A inteligência artificial já movimenta trilhões de dólares em investimentos, impulsiona o valor das maiores empresas de tecnologia do planeta e desencadeou uma corrida global por data centers. Mas existe um componente sem o qual nada disso funciona e que está começando a faltar.

Memória.

A Micron, uma das maiores fabricantes mundiais de chips de memória, divulgou resultados acima das expectativas e voltou a impressionar Wall Street. As ações dispararam no pré-mercado, impulsionadas por uma demanda recorde por chips usados em servidores de inteligência artificial. Mas, durante a conferência com investidores, o CEO Sanjay Mehrotra fez um alerta que acabou passando quase despercebido em meio ao entusiasmo: a empresa ainda não consegue enxergar quando a oferta será suficiente para atender a demanda. Na visão da companhia, esse desequilíbrio pode durar até 2028.

Ou seja, o maior gargalo da IA talvez não seja energia, nem talentos, nem software.

Pode ser memória.

Os chips mais valiosos da IA não são apenas os da Nvidia

Quando se fala em infraestrutura para inteligência artificial, a Nvidia costuma monopolizar as manchetes.

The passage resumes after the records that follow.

//! Error types for TriggerClaw
//!
//! This module defines all error types used throughout the TriggerClaw runtime.
//! Uses `thiserror` for ergonomic error handling with automatic `Display` and
//! `Error` trait implementations.

use std::fmt;
use thiserror::Error;

// ============================================================================
// Tool Call Error Classification
// ============================================================================

/// Structured tool-call error classification.
///
/// Categorizes failures reported by the tool router so the agent loop can
/// decide between bounded retry and immediate surfacing without string
/// matching.
#[derive(Debug, Clone, PartialEq, Eq, serde::Serialize, serde::Deserialize)]
#[serde(tag = "kind", content = "detail", rename_all = "snake_case")]
pub enum ToolCallError {
    /// Connection or read timeout — retry with backoff
    Timeout(String),
    /// 5xx or connection reset — retry with backoff
    Transient(String),
    /// 429 — quota exhausted on the router side, retry with backoff
    RateLimited(String),
    /// 400 — malformed tool input, do not retry
    InvalidInput(String),
    /// 403 — the connection lacks the required scope, do not retry
    PermissionDenied(String),
    /// 404 — tool or connection does not exist, do not retry
    NotFound(String),
    /// Catch-all for unrecognized failures, do not retry
    Unknown(String),
}

impl fmt::Display for ToolCallError {
    fn fmt(&self, f: &mut fmt::Formatter<'_>) -> fmt::Result {
        match self {
            ToolCallError::Timeout(msg) => write!(f, "Timeout: {}", msg),
            ToolCallError::Transient(msg) => write!(f, "Transient failure: {}", msg),
            ToolCallError::RateLimited(msg) => write!(f, "Rate limited: {}", msg),
            ToolCallError::InvalidInput(msg) => write!(f, "Invalid input: {}", msg),
            ToolCallError::PermissionDenied(msg) => write!(f, "Permission denied: {}", msg),
            ToolCallError::NotFound(msg) => write!(f, "Not found: {}", msg),
            ToolCallError::Unknown(msg) => write!(f, "Unknown tool error: {}", msg),
        }
    }
}

impl ToolCallError {
    /// Returns `true` if this failure is transient and the call should be
    /// retried with backoff.
    ///
    /// Retryable errors: Timeout, Transient, RateLimited.
    pub fn is_retryable(&self) -> bool {
        matches!(
            self,
            ToolCallError::Timeout(_)
                | ToolCallError::Transient(_)
                | ToolCallError::RateLimited(_)
        )
    }

    /// Classify an HTTP status code into a tool-call error.
    pub fn from_status(status: u16, msg: impl Into<String>) -> Self {
        let msg = msg.into();
        match status {
            400 => ToolCallError::InvalidInput(msg),
            401 | 403 => ToolCallError::PermissionDenied(msg),
            404 => ToolCallError::NotFound(msg),
            408 => ToolCallError::Timeout(msg),
            429 => ToolCallError::RateLimited(msg),
            500..=599 => ToolCallError::Transient(msg),
            _ => ToolCallError::Unknown(msg),
        }
    }
}

impl From<ToolCallError> for TriggerError {
    fn from(err: ToolCallError) -> Self {
        TriggerError::ToolCall(err)
    }
}

// ============================================================================
// Primary Error Type
// ============================================================================

/// The primary error type for TriggerClaw operations.
#[derive(Error, Debug)]
pub enum TriggerError {
    /// Configuration-related errors (missing credentials, invalid values)
    #[error("Configuration error: {0}")]
    Config(String),

    /// Inbound event failed validation — dropped at ingestion, never retried
    #[error("Malformed event: {0}")]
    MalformedEvent(String),

    /// Trigger subscription connection failure — retried indefinitely with backoff
    #[error("Subscription error: {0}")]
    Subscription(String),

    /// Session creation against the tool router failed
    #[error("Session creation error: {0}")]
    SessionCreation(String),

    /// Authorization requires external user action; the run replies and stops
    #[error("Authorization pending for {app}")]
    AuthenticationPending {
        /// The app whose connection is awaiting authorization
        app: String,
        /// Link the user must visit to complete authorization, when the
        /// router provides one
        redirect_url: Option<String>,
    },

    /// Classified tool execution failure
    #[error("Tool call error: {0}")]
    ToolCall(ToolCallError),

    /// Reasoning step failed or returned something that is not an action
    #[error("Planner error: {0}")]
    Planner(String),

    /// The run hit the hard step bound without reaching a terminal action
    #[error("Step limit exceeded after {steps} turns")]
    StepLimitExceeded {
        /// Number of turns executed before the bound was hit
        steps: u32,
    },

    /// The run was interrupted by shutdown at a suspension boundary
    #[error("Run cancelled by shutdown")]
    Cancelled,

    /// Standard I/O errors
    #[error("IO error: {0}")]
    Io(#[from] std::io::Error),

    /// JSON serialization/deserialization errors
    #[error("JSON error: {0}")]
    Json(#[from] serde_json::Error),

    /// HTTP request errors
    #[error("HTTP error: {0}")]
    Http(#[from] reqwest::Error),

    /// Resource not found (sessions, tools, conversations)
    #[error("Not found: {0}")]
    NotFound(String),
}

/// A specialized `Result` type for TriggerClaw operations.
pub type Result<T> = std::result::Result<T, TriggerError>;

Mas os processadores produzidos pela empresa dependem de outro componente para funcionar em alto desempenho: memórias avançadas, como DRAM e NAND Flash.

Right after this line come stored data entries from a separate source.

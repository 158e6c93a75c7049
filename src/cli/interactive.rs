//! Interactive command handler — a single synchronous run for testing.

use anyhow::{anyhow, Result};

use triggerclaw::agent::RunState;

use super::common::{build_components, load_validated_config};

/// Run one instruction for one user and print the final reply (or the
/// failure reason).
pub(crate) async fn cmd_interactive(user: &str, instruction: &str) -> Result<()> {
    let config = load_validated_config()?;
    let components = build_components(&config, None);

    let mut session = components
        .sessions
        .get_or_create(user)
        .await
        .map_err(|e| anyhow!("could not create session: {}", e))?;

    let outcome = components.agent.run(&mut session, instruction, None).await;

    match outcome.state {
        RunState::Done => {
            match outcome.final_message {
                Some(message) => println!("{}", message),
                None => println!("(run completed without a reply)"),
            }
            Ok(())
        }
        RunState::Failed { reason } => {
            eprintln!("Run failed: {}", reason);
            Err(anyhow!("run failed: {}", reason))
        }
        RunState::Cancelled => Err(anyhow!("run cancelled")),
    }
}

Esses chips armazenam e movimentam o enorme volume de dados necessário para treinar e operar modelos de IA. Quanto maiores ficam os modelos, maior também é a necessidade de memória de alta velocidade.

É justamente por isso que empresas como Micron, SK Hynix e Samsung passaram a ocupar um lugar central na corrida da inteligência artificial.

Sem elas, os chips mais sofisticados do mundo simplesmente não conseguem entregar todo seu potencial.

O efeito já está chegando ao resto da economia

A escassez de memória não afeta apenas empresas de tecnologia.

Segundo analistas, a competição pelos componentes está elevando custos em diversos setores. Fabricantes de smartphones, automóveis, equipamentos industriais e eletrônicos de consumo enfrentam preços mais altos e prazos maiores para garantir fornecimento.

Os próprios data centers, que sustentam a expansão da IA, também ficaram mais caros para construir.

É um efeito semelhante ao observado durante a pandemia com a falta de semicondutores, mas agora impulsionado por uma força diferente: uma explosão estrutural da demanda, e não uma interrupção temporária da oferta.

Esse cenário começa a preocupar economistas e bancos centrais, que acompanham o impacto da inteligência artificial sobre a inflação.

A corrida agora é para produzir mais rápido

A Micron não está parada.

A empresa investe bilhões de dólares na construção de uma nova megafábrica em Nova York para ampliar sua capacidade de produção. Rivais asiáticas também aceleram investimentos, enquanto a China prepara a abertura de capital de fabricantes como ChangXin Memory Technologies e Yangtze Memory Technologies, em operações que podem se tornar algumas das maiores do mercado chinês nos últimos anos.

Mesmo assim, a expansão leva tempo.

Construir uma fábrica de semicondutores exige dezenas de bilhões de dólares, equipamentos extremamente especializados e anos de execução.

Não é um problema que possa ser resolvido rapidamente.

Os compradores já estão tentando escapar dessa dependência

Enquanto fabricantes de memória correm para ampliar a oferta, os maiores consumidores de IA começaram a buscar alternativas.

OpenAI apresentou recentemente o Jalapeño, um chip desenvolvido em parceria com a Broadcom para executar aplicações de inteligência artificial. Amazon, Google, Microsoft e outras gigantes também investem em semicondutores próprios para reduzir a dependência de fornecedores como Nvidia e AMD.

Mas existe um detalhe importante.

Mesmo chips desenvolvidos internamente continuam precisando de memória.

É justamente por isso que empresas como Micron continuam ocupando uma posição privilegiada dentro da cadeia global de IA.

Por que isso importa

A revolução da inteligência artificial costuma ser explicada por meio de modelos, algoritmos e aplicativos.

Mas a infraestrutura física continua sendo o verdadeiro limite do crescimento.

Nos últimos anos, investidores descobriram que chips são o novo petróleo da economia digital. Agora, o mercado começa a perceber que nem todos os chips são iguais.

Enquanto Nvidia domina o processamento, fabricantes de memória estão se tornando peças igualmente estratégicas — e sua capacidade de produção pode determinar a velocidade com que a IA continuará avançando.

A corrida da inteligência artificial não será vencida apenas por quem construir os melhores modelos.

Também dependerá de quem conseguir fabricar os componentes que mantêm esses modelos funcionando.

E, neste momento, a demanda está crescendo muito mais rápido do que a capacidade de produzi-los.